CONSIDERATO IN DIRITTO

che il ricorso è affidato a due motivi;

che, col primo, il M. deduce omesso esame circa un fatto decisivo per il giudizio, oggetto di discussione fra le parti, ex art. 360 c.p.c., n. 5: si sarebbe trattato della fattura n. (OMISSIS), emessa dalla società DE.Vi.Farma s.a.s., incaricata di gestire lo smaltimento dei farmaci scaduti della farmacia cedente.
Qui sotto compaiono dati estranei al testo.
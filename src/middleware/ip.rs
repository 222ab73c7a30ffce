//! Client IP extraction for the IP filter.
//!
//! # Source Priority
//!
//! 1. `X-Forwarded-For` (first entry of the comma-separated chain)
//! 2. `X-Real-IP`
//! 3. The socket peer address (`ConnectInfo<SocketAddr>`), when the server
//!    was started with `into_make_service_with_connect_info`
//!
//! The first source present wins, even when its value turns out to be
//! unparsable: a garbled `X-Forwarded-For` is an invalid client IP, not a
//! reason to fall through to the peer address.
//!
//! # Security Warning: IP Spoofing Risk
//!
//! Forwarding headers are client-controlled unless a reverse proxy
//! overwrites them. Deploy behind a proxy that sets them unconditionally
//! (e.g. nginx `proxy_set_header X-Forwarded-For $remote_addr;`) and block
//! direct access, otherwise a blacklisted client can simply claim another
//! address.
//!
//! # IPv6
//!
//! Range matching is IPv4-only. IPv4-mapped IPv6 addresses
//! (`::ffff:a.b.c.d`) are unwrapped; any other IPv6 address is reported as
//! invalid and handled by the filter's invalid-IP policy.

use std::net::{IpAddr, Ipv4Addr, SocketAddr};

use axum::extract::ConnectInfo;
use axum::http::Request;

/// Where the client address was found.
#[derive(Debug, Clone, Copy, PartialEq, Eq)]
pub enum IpSource {
    ForwardedFor,
    RealIp,
    Peer,
}

/// Result of looking for a client address.
#[derive(Debug, Clone, Copy, PartialEq, Eq)]
pub enum ClientIp {
    /// A usable IPv4 address.
    Valid(Ipv4Addr, IpSource),
    /// A source was present but did not hold an IPv4 address.
    Invalid(IpSource),
    /// No source at all.
    Missing,
}

impl ClientIp {
    pub fn addr(&self) -> Option<Ipv4Addr> {
        match self {
            ClientIp::Valid(ip, _) => Some(*ip),
            ClientIp::Invalid(_) | ClientIp::Missing => None,
        }
    }
}

/// Raw client address string from the forwarding headers, if any.
///
/// Returns borrowed slices pointing into the request headers.
#[inline]
fn ip_from_headers<B>(req: &Request<B>) -> Option<(&str, IpSource)> {
    // Format: "client, proxy1, proxy2" - we want the first (client) IP
    if let Some(forwarded) = req.headers().get("x-forwarded-for")
        && let Ok(value) = forwarded.to_str()
        && let Some(first_ip) = value.split(',').next()
    {
        return Some((first_ip.trim(), IpSource::ForwardedFor));
    }

    if let Some(real_ip) = req.headers().get("x-real-ip")
        && let Ok(value) = real_ip.to_str()
    {
        return Some((value.trim(), IpSource::RealIp));
    }

    None
}

/// Reduce an address to IPv4, unwrapping IPv4-mapped IPv6.
#[inline]
fn to_ipv4(ip: IpAddr) -> Option<Ipv4Addr> {
    match ip {
        IpAddr::V4(v4) => Some(v4),
        IpAddr::V6(v6) => v6.to_ipv4_mapped(),
    }
}

/// Determine the client's IPv4 address.
pub fn extract_client_ip<B>(req: &Request<B>) -> ClientIp {
    if let Some((raw, source)) = ip_from_headers(req) {
        return match raw.parse::<IpAddr>().ok().and_then(to_ipv4) {
            Some(ip) => ClientIp::Valid(ip, source),
            None => ClientIp::Invalid(source),
        };
    }

    match req.extensions().get::<ConnectInfo<SocketAddr>>() {
        Some(ConnectInfo(addr)) => match to_ipv4(addr.ip()) {
            Some(ip) => ClientIp::Valid(ip, IpSource::Peer),
            None => ClientIp::Invalid(IpSource::Peer),
        },
        None => ClientIp::Missing,
    }
}
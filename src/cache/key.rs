//! Cache key derivation.
//!
//! # Key Format
//!
//! ```text
//! request.<route.path>[.<sha256 hex of filtered query>]
//! ```
//!
//! - The route path is the request path with surrounding slashes trimmed
//!   (`/` for the root), prefixed with `request/`, and every `/` replaced
//!   by `.`: `/blog/post-1` becomes `request.blog.post-1`
//! - When the request has query parameters, the parameters that survive
//!   [`parse_ignored_params`] are serialized as a key-sorted JSON object and
//!   hashed, so parameter order never changes the key
//!
//! Keys are a pure function of `(path, query, config)`.

use sha2::{Digest, Sha256};

use super::config::CacheConfig;
use crate::filter::parse_ignored_params;
use crate::filter::query::QueryParams;

/// Namespace prefix shared by every response cache key.
pub const KEY_NAMESPACE: &str = "request/";

/// Derive the cache key for a request.
pub fn build_key(path: &str, params: &QueryParams, config: &CacheConfig) -> String {
    let mut key = format!("{KEY_NAMESPACE}{}", route_path(path)).replace('/', ".");

    if !params.is_empty() {
        let key_params =
            parse_ignored_params(params, &config.ignored_query, &config.included_query);
        key.push('.');
        key.push_str(&hash_params(&key_params));
    }

    key
}

/// Path without leading/trailing slashes; the root path stays `/`.
fn route_path(path: &str) -> &str {
    match path.trim_matches('/') {
        "" => "/",
        trimmed => trimmed,
    }
}

/// Stable hash of the canonical (key-sorted) serialization of `params`.
fn hash_params(params: &QueryParams) -> String {
    // BTreeMap serializes in key order; serializing a string map cannot fail,
    // but fall back to the Debug form rather than panic
    let canonical = serde_json::to_string(params).unwrap_or_else(|_| format!("{params:?}"));
    hex::encode(Sha256::digest(canonical.as_bytes()))
}

#[cfg(test)]
#[allow(clippy::unwrap_used, clippy::expect_used)]
mod tests {
    use super::*;
    use crate::filter::FilterSpec;
    use serde_json::json;

    fn params(pairs: &[(&str, &str)]) -> QueryParams {
        pairs
            .iter()
            .map(|(k, v)| ((*k).to_string(), (*v).to_string()))
            .collect()
    }

    #[test]
    fn test_key_without_query() {
        let config = CacheConfig::default();
        assert_eq!(build_key("/blog", &QueryParams::new(), &config), "request.blog");
        assert_eq!(
            build_key("/blog/post-1/", &QueryParams::new(), &config),
            "request.blog.post-1"
        );
    }

    #[test]
    fn test_key_for_root_path() {
        let config = CacheConfig::default();
        assert_eq!(build_key("/", &QueryParams::new(), &config), "request..");
    }

    #[test]
    fn test_key_with_query_appends_hash() {
        let config = CacheConfig::default();
        let key = build_key("/blog", &params(&[("x", "1")]), &config);

        let expected = hex::encode(Sha256::digest(br#"{"x":"1"}"#));
        assert_eq!(key, format!("request.blog.{expected}"));
    }

    #[test]
    fn test_key_is_deterministic_and_order_independent() {
        let config = CacheConfig::default();
        let decode = |uri: &str| {
            let uri: axum::http::Uri = uri.parse().unwrap();
            axum::extract::Query::<QueryParams>::try_from_uri(&uri).unwrap().0
        };

        let first = build_key("/list", &decode("/list?a=1&b=2"), &config);
        assert_eq!(first, build_key("/list", &decode("/list?a=1&b=2"), &config));
        assert_eq!(first, build_key("/list", &decode("/list?b=2&a=1"), &config));
    }

    #[test]
    fn test_different_values_give_different_keys() {
        let config = CacheConfig::default();
        assert_ne!(
            build_key("/list", &params(&[("page", "1")]), &config),
            build_key("/list", &params(&[("page", "2")]), &config)
        );
    }

    #[test]
    fn test_ignored_keys_do_not_change_the_key() {
        let config = CacheConfig {
            ignored_query: FilterSpec::query_rule("ignored_query", &json!(["utm_source"])).unwrap(),
            ..CacheConfig::default()
        };

        let plain = build_key("/blog", &params(&[("page", "2")]), &config);
        let tracked = build_key("/blog", &params(&[("page", "2"), ("utm_source", "mail")]), &config);
        assert_eq!(plain, tracked);
    }

    #[test]
    fn test_fully_ignored_query_still_hashes_empty_map() {
        let config = CacheConfig {
            ignored_query: FilterSpec::Wildcard,
            included_query: FilterSpec::Wildcard,
            ..CacheConfig::default()
        };

        let key = build_key("/blog", &params(&[("x", "1")]), &config);
        let empty = hex::encode(Sha256::digest(b"{}"));
        assert_eq!(key, format!("request.blog.{empty}"));
    }
}
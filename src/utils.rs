use tokio::signal;
use tracing::{error, warn};

/// Wait for a shutdown signal (Ctrl+C or SIGTERM).
///
/// A handler that cannot be installed is logged and ignored; the other
/// signal still triggers shutdown.
pub async fn shutdown_signal() {
    let ctrl_c = async {
        if let Err(e) = signal::ctrl_c().await {
            error!("Failed to install Ctrl+C handler: {e}");
            std::future::pending::<()>().await;
        }
    };

    #[cfg(unix)]
    let terminate = async {
        match signal::unix::signal(signal::unix::SignalKind::terminate()) {
            Ok(mut signal) => {
                signal.recv().await;
            }
            Err(e) => {
                error!("Failed to install SIGTERM handler: {e}");
                std::future::pending::<()>().await;
            }
        }
    };

    #[cfg(not(unix))]
    let terminate = std::future::pending::<()>();

    tokio::select! {
        _ = ctrl_c => {
            warn!("Received Ctrl+C, draining in-flight requests...");
        }
        _ = terminate => {
            warn!("Received SIGTERM, draining in-flight requests...");
        }
    }
}
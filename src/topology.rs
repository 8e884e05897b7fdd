// SPDX-License-Identifier: BUSL-1.1
// Copyright (c) 2026 Alfred Jean LLC

//! Random growing-network tree generator: node `k` (for `k >= 1`) attaches
//! to a uniformly-chosen predecessor in `0..k`, giving every node a fixed
//! neighbor set with no cycles and exactly `n - 1` edges.

use std::collections::HashMap;

use rand::Rng;

/// Builds a random tree over nodes named `"0" .. "n-1"` and returns each
/// node's neighbor names. `n == 0` yields an empty map; `n == 1` yields a
/// single node with no neighbors.
pub fn random_tree(n: usize) -> HashMap<String, Vec<String>> {
    let mut neighbors: HashMap<String, Vec<String>> = (0..n).map(|i| (i.to_string(), Vec::new())).collect();
    if n < 2 {
        return neighbors;
    }

    let mut rng = rand::rng();
    for child in 1..n {
        let parent = rng.random_range(0..child);
        let (child_name, parent_name) = (child.to_string(), parent.to_string());
        if let Some(entry) = neighbors.get_mut(&child_name) {
            entry.push(parent_name.clone());
        }
        if let Some(entry) = neighbors.get_mut(&parent_name) {
            entry.push(child_name);
        }
    }
    neighbors
}

#[cfg(test)]
#[path = "topology_tests.rs"]
mod tests;
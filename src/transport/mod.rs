// SPDX-License-Identifier: BUSL-1.1
// Copyright (c) 2026 Alfred Jean LLC

//! Transport capability exposed to the node state machine: `register` to
//! claim a per-node inbox, `send` to publish to a peer. The state machine
//! never sees which backend is in play; swap happens once, at construction.

pub mod memory;
pub mod nats;

use tokio::sync::broadcast;
use tracing::debug;

use crate::error::RaymondError;
use crate::message::{Envelope, Kind, TraceEvent};

const TRACE_CAPACITY: usize = 1024;

#[derive(Clone)]
enum Backend {
    Memory(memory::MemoryFabric),
    Nats(nats::NatsTransport),
}

/// A handle to the broker. Cheap to clone; every node holds one.
#[derive(Clone)]
pub struct Transport {
    backend: Backend,
    trace: broadcast::Sender<TraceEvent>,
}

/// A node's claimed inbox, backend-agnostic from the node's point of view.
pub enum Inbox {
    Memory(memory::MemoryInbox),
    Nats(nats::NatsInbox),
}

impl Transport {
    /// An in-memory fabric: per-node unbounded channels in a shared registry.
    /// Preserves per-pair FIFO by construction (one channel, one reader).
    pub fn memory() -> Self {
        Self { backend: Backend::Memory(memory::MemoryFabric::new()), trace: broadcast::channel(TRACE_CAPACITY).0 }
    }

    /// A NATS-backed adapter bound to subjects `<sender>.<receiver>.<kind>`.
    pub async fn nats(url: &str) -> anyhow::Result<Self> {
        Ok(Self {
            backend: Backend::Nats(nats::NatsTransport::connect(url).await?),
            trace: broadcast::channel(TRACE_CAPACITY).0,
        })
    }

    /// Claim the inbox for `name`. Must be called once per node before any
    /// message addressed to it can be observed.
    pub async fn register(&self, name: &str) -> Result<Inbox, RaymondError> {
        match &self.backend {
            Backend::Memory(m) => Ok(Inbox::Memory(m.register(name))),
            Backend::Nats(n) => Ok(Inbox::Nats(n.register(name).await?)),
        }
    }

    pub async fn send(&self, from: &str, to: &str, kind: Kind, body: &str) -> Result<(), RaymondError> {
        let _ = self.trace.send(TraceEvent { from: from.to_string(), to: to.to_string(), kind });
        match &self.backend {
            Backend::Memory(m) => m.send(from, to, kind, body),
            Backend::Nats(n) => n.send(from, to, kind, body).await,
        }
    }

    /// Subscribe to every message handed to `send`, independent of whether
    /// delivery succeeded. Used by tests and by `spawn_debug_log`.
    pub fn trace(&self) -> broadcast::Receiver<TraceEvent> {
        self.trace.subscribe()
    }

    /// Spawns the optional append-only debug log: one `tracing` event per
    /// message passed to `send`, emitted as it happens rather than batched.
    /// Forwarding those events to a file instead of stdout is a matter of
    /// the process's `tracing_subscriber` writer, not of this task.
    pub fn spawn_debug_log(&self) {
        let mut rx = self.trace();
        tokio::spawn(async move {
            loop {
                match rx.recv().await {
                    Ok(event) => debug!(from = %event.from, to = %event.to, kind = %event.kind, "traced message"),
                    Err(broadcast::error::RecvError::Lagged(skipped)) => {
                        tracing::warn!(skipped, "debug log lagged behind trace stream");
                    }
                    Err(broadcast::error::RecvError::Closed) => break,
                }
            }
        });
    }
}

impl Inbox {
    pub async fn recv(&mut self) -> Option<Envelope> {
        match self {
            Inbox::Memory(rx) => rx.recv().await,
            Inbox::Nats(sub) => sub.recv().await,
        }
    }
}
L’esame di tale documento avrebbe dimostrato la detenzione, il possesso e la proprietà delle scorte invendibili in capo alla cedente e dunque il mancato trasferimento delle stesse;

che, col secondo, il ricorrente lamenta violazione e falsa applicazione del combinato disposto di cui all’art. 2729 c.c. e D.P.R. n. 131 del 1986, art. 51, ai sensi dell’art. 360 c.p.c., n. 3;

che la sentenza impugnata avrebbe erroneamente presupposto il trasferimento delle merci invendibili, giungendo così a ribaltare le evidenze normative richiamate dal legislatore, sicchè la presunzione applicata non sarebbe stata dotata degli elementi idonei a supportarla;

che l’intimata si è costituita senza controricorso;

che la Corte deve dare atto che, nelle more della discussione, il ricorrente ha dichiarato che, per effetto della sentenza n. 10585/32/2016 della CTR Campania – la quale aveva disposto la revocazione della sentenza oggetto dell’odierno giudizio era venuto meno il suo interesse al ricorso;

che la rinuncia al ricorso per cassazione, quale atto unilaterale recettizio, è inidonea a determinare l’estinzione del giudizio se non notificata alle controparti costituite o comunicata ai loro difensori con apposizione del visto, ma vale comunque a far venire meno l’interesse alla decisione, determinando l’inammissibilità sopravvenuta del ricorso, rimanendo, comunque, salva la condanna del rinunciante alle spese del giudizio (Sez. U, n. 7378 del 25/03/2013; Sez. 3, n. 12743 del 21/06/2016);

che, in tema di impugnazioni, la ratio del D.P.R. 30 maggio 2002, n. 115, art. 13, comma 1 quater, nel testo introdotto dalla L. 24 dicembre 2012, n. 228, art. 1, comma 17, che pone a carico del ricorrente rimasto soccombente l’obbligo di versare un ulteriore importo a titolo di contributo unificato, va individuata nella finalità di scoraggiare le impugnazioni dilatorie o pretestuose, sicchè tale meccanismo sanzionatorio si applica per l’inammissibilità originaria del gravame ma non per quella sopravvenuta (Sez. 6 – 2, n. 13636 del 02/07/2015).

PQM

La Corte dichiara inammissibile il ricorso.

Motivazione Semplificata.

Così deciso in Roma, il 8 marzo 2017.